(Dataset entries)
----

use crate::error::NegotiationError;
use crate::peer::types::SessionDescription;
use async_trait::async_trait;
use log::{debug, info};
use reqwest::StatusCode;
use serde::{Deserialize, Serialize};
use std::time::Duration;

const REQUEST_TIMEOUT: Duration = Duration::from_secs(10);

/// Опубликованное хостом предложение комнаты
#[derive(Debug, Clone, PartialEq, Eq)]
pub struct RoomInfo {
    pub offer: SessionDescription,
    pub candidates: Vec<String>,
    pub display_name: Option<String>,
}

/// Сервис комнат: создание, вход по паролю, получение offer
#[async_trait]
pub trait RoomRepository: Send + Sync {
    async fn create_room(&self, password: &str) -> Result<String, NegotiationError>;

    /// Неверный пароль неотличим от отсутствующей комнаты
    async fn join_room(&self, room_id: &str, password: &str) -> Result<String, NegotiationError>;

    async fn fetch_room_info(&self, room_id: &str) -> Result<RoomInfo, NegotiationError>;
}

#[derive(Serialize)]
#[serde(rename_all = "camelCase")]
struct CreateRoomRequest<'a> {
    password: &'a str,
}

#[derive(Serialize)]
#[serde(rename_all = "camelCase")]
struct JoinRoomRequest<'a> {
    room_id: &'a str,
    password: &'a str,
}

#[derive(Deserialize, Debug)]
#[serde(rename_all = "camelCase")]
struct RoomIdResponse {
    #[serde(default)]
    room_id: Option<String>,
}

#[derive(Deserialize, Debug)]
#[serde(rename_all = "camelCase")]
struct RoomInfoResponse {
    #[serde(default)]
    offer: Option<SessionDescription>,
    #[serde(default)]
    candidates: Vec<String>,
    #[serde(default, alias = "userName")]
    display_name: Option<String>,
}

/// Комната есть, но хост ещё не опубликовал offer
pub(crate) fn offer_not_published(room_id: &str) -> NegotiationError {
    NegotiationError::RoomNotFound(format!("{room_id}: offer not yet published"))
}

impl RoomInfoResponse {
    fn into_info(self, room_id: &str) -> Result<RoomInfo, NegotiationError> {
        let offer = self.offer.ok_or_else(|| offer_not_published(room_id))?;
        Ok(RoomInfo {
            offer,
            candidates: self.candidates,
            display_name: self.display_name,
        })
    }
}

/// HTTP клиент сервиса комнат
#[derive(Debug, Clone)]
pub struct HttpRoomRepository {
    client: reqwest::Client,
    base_url: String,
}

impl HttpRoomRepository {
    pub fn new(base_url: impl Into<String>) -> Self {
        Self {
            client: reqwest::Client::new(),
            base_url: base_url.into().trim_end_matches('/').to_string(),
        }
    }

    fn url(&self, path: &str) -> String {
        format!("{}/{}", self.base_url, path)
    }

    async fn room_id_from(
        response: reqwest::Response,
        room_hint: &str,
    ) -> Result<String, NegotiationError> {
        check_status(response.status(), room_hint)?;
        let body: RoomIdResponse = response
            .json()
            .await
            .map_err(|e| NegotiationError::RoomService(e.to_string()))?;
        body.room_id
            .filter(|id| !id.is_empty())
            .ok_or_else(|| NegotiationError::RoomNotFound(room_hint.to_string()))
    }
}

fn check_status(status: StatusCode, room_id: &str) -> Result<(), NegotiationError> {
    if status == StatusCode::NOT_FOUND {
        return Err(NegotiationError::RoomNotFound(room_id.to_string()));
    }
    if !status.is_success() {
        return Err(NegotiationError::RoomService(format!(
            "room service answered {status}"
        )));
    }
    Ok(())
}

fn transport(err: reqwest::Error) -> NegotiationError {
    NegotiationError::RoomService(err.to_string())
}

#[async_trait]
impl RoomRepository for HttpRoomRepository {
    async fn create_room(&self, password: &str) -> Result<String, NegotiationError> {
        let response = self
            .client
            .post(self.url("create-room"))
            .json(&CreateRoomRequest { password })
            .timeout(REQUEST_TIMEOUT)
            .send()
            .await
            .map_err(transport)?;
        let room_id = Self::room_id_from(response, "").await?;
        info!("Room {room_id} created");
        Ok(room_id)
    }

    async fn join_room(&self, room_id: &str, password: &str) -> Result<String, NegotiationError> {
        let response = self
            .client
            .post(self.url("join-room"))
            .json(&JoinRoomRequest { room_id, password })
            .timeout(REQUEST_TIMEOUT)
            .send()
            .await
            .map_err(transport)?;
        Self::room_id_from(response, room_id).await
    }

    async fn fetch_room_info(&self, room_id: &str) -> Result<RoomInfo, NegotiationError> {
        debug!("Fetching offer for room {room_id}");
        let response = self
            .client
            .get(self.url(&format!("room-info/{room_id}")))
            .timeout(REQUEST_TIMEOUT)
            .send()
            .await
            .map_err(transport)?;
        check_status(response.status(), room_id)?;
        let body: RoomInfoResponse = response
            .json()
            .await
            .map_err(|e| NegotiationError::RoomService(e.to_string()))?;
        body.into_info(room_id)
    }
}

----

Aim of the exercise:
In this exercise, the data above is to be printed exactly.

Answer:
use crate::error::NegotiationError;
use crate::peer::types::SessionDescription;
use async_trait::async_trait;
use log::{debug, info};
use reqwest::StatusCode;
use serde::{Deserialize, Serialize};
use std::time::Duration;

const REQUEST_TIMEOUT: Duration = Duration::from_secs(10);

/// Опубликованное хостом предложение комнаты
#[derive(Debug, Clone, PartialEq, Eq)]
pub struct RoomInfo {
    pub offer: SessionDescription,
    pub candidates: Vec<String>,
    pub display_name: Option<String>,
}

/// Сервис комнат: создание, вход по паролю, получение offer
#[async_trait]
pub trait RoomRepository: Send + Sync {
    async fn create_room(&self, password: &str) -> Result<String, NegotiationError>;

    /// Неверный пароль неотличим от отсутствующей комнаты
    async fn join_room(&self, room_id: &str, password: &str) -> Result<String, NegotiationError>;

    async fn fetch_room_info(&self, room_id: &str) -> Result<RoomInfo, NegotiationError>;
}

#[derive(Serialize)]
#[serde(rename_all = "camelCase")]
struct CreateRoomRequest<'a> {
    password: &'a str,
}

#[derive(Serialize)]
#[serde(rename_all = "camelCase")]
struct JoinRoomRequest<'a> {
    room_id: &'a str,
    password: &'a str,
}

#[derive(Deserialize, Debug)]
#[serde(rename_all = "camelCase")]
struct RoomIdResponse {
    #[serde(default)]
    room_id: Option<String>,
}

#[derive(Deserialize, Debug)]
#[serde(rename_all = "camelCase")]
struct RoomInfoResponse {
    #[serde(default)]
    offer: Option<SessionDescription>,
    #[serde(default)]
    candidates: Vec<String>,
    #[serde(default, alias = "userName")]
    display_name: Option<String>,
}

/// Комната есть, но хост ещё не опубликовал offer
pub(crate) fn offer_not_published(room_id: &str) -> NegotiationError {
    NegotiationError::RoomNotFound(format!("{room_id}: offer not yet published"))
}

impl RoomInfoResponse {
    fn into_info(self, room_id: &str) -> Result<RoomInfo, NegotiationError> {
        let offer = self.offer.ok_or_else(|| offer_not_published(room_id))?;
        Ok(RoomInfo {
            offer,
            candidates: self.candidates,
            display_name: self.display_name,
        })
    }
}

/// HTTP клиент сервиса комнат
#[derive(Debug, Clone)]
pub struct HttpRoomRepository {
    client: reqwest::Client,
    base_url: String,
}

impl HttpRoomRepository {
    pub fn new(base_url: impl Into<String>) -> Self {
        Self {
            client: reqwest::Client::new(),
            base_url: base_url.into().trim_end_matches('/').to_string(),
        }
    }

    fn url(&self, path: &str) -> String {
        format!("{}/{}", self.base_url, path)
    }

    async fn room_id_from(
        response: reqwest::Response,
        room_hint: &str,
    ) -> Result<String, NegotiationError> {
        check_status(response.status(), room_hint)?;
        let body: RoomIdResponse = response
            .json()
            .await
            .map_err(|e| NegotiationError::RoomService(e.to_string()))?;
        body.room_id
            .filter(|id| !id.is_empty())
            .ok_or_else(|| NegotiationError::RoomNotFound(room_hint.to_string()))
    }
}

fn check_status(status: StatusCode, room_id: &str) -> Result<(), NegotiationError> {
    if status == StatusCode::NOT_FOUND {
        return Err(NegotiationError::RoomNotFound(room_id.to_string()));
    }
    if !status.is_success() {
        return Err(NegotiationError::RoomService(format!(
            "room service answered {status}"
        )));
    }
    Ok(())
}

fn transport(err: reqwest::Error) -> NegotiationError {
    NegotiationError::RoomService(err.to_string())
}

#[async_trait]
impl RoomRepository for HttpRoomRepository {
    async fn create_room(&self, password: &str) -> Result<String, NegotiationError> {
        let response = self
            .client
            .post(self.url("create-room"))
            .json(&CreateRoomRequest { password })
            .timeout(REQUEST_TIMEOUT)
            .send()
            .await
            .map_err(transport)?;
        let room_id = Self::room_id_from(response, "").await?;
        info!("Room {room_id} created");
        Ok(room_id)
    }

    async fn join_room(&self, room_id: &str, password: &str) -> Result<String, NegotiationError> {
        let response = self
            .client
            .post(self.url("join-room"))
            .json(&JoinRoomRequest { room_id, password })
            .timeout(REQUEST_TIMEOUT)
            .send()
            .await
            .map_err(transport)?;
        Self::room_id_from(response, room_id).await
    }

    async fn fetch_room_info(&self, room_id: &str) -> Result<RoomInfo, NegotiationError> {
        debug!("Fetching offer for room {room_id}");
        let response = self
            .client
            .get(self.url(&format!("room-info/{room_id}")))
            .timeout(REQUEST_TIMEOUT)
            .send()
            .await
            .map_err(transport)?;
        check_status(response.status(), room_id)?;
        let body: RoomInfoResponse = response
            .json()
            .await
            .map_err(|e| NegotiationError::RoomService(e.to_string()))?;
        body.into_info(room_id)
    }
}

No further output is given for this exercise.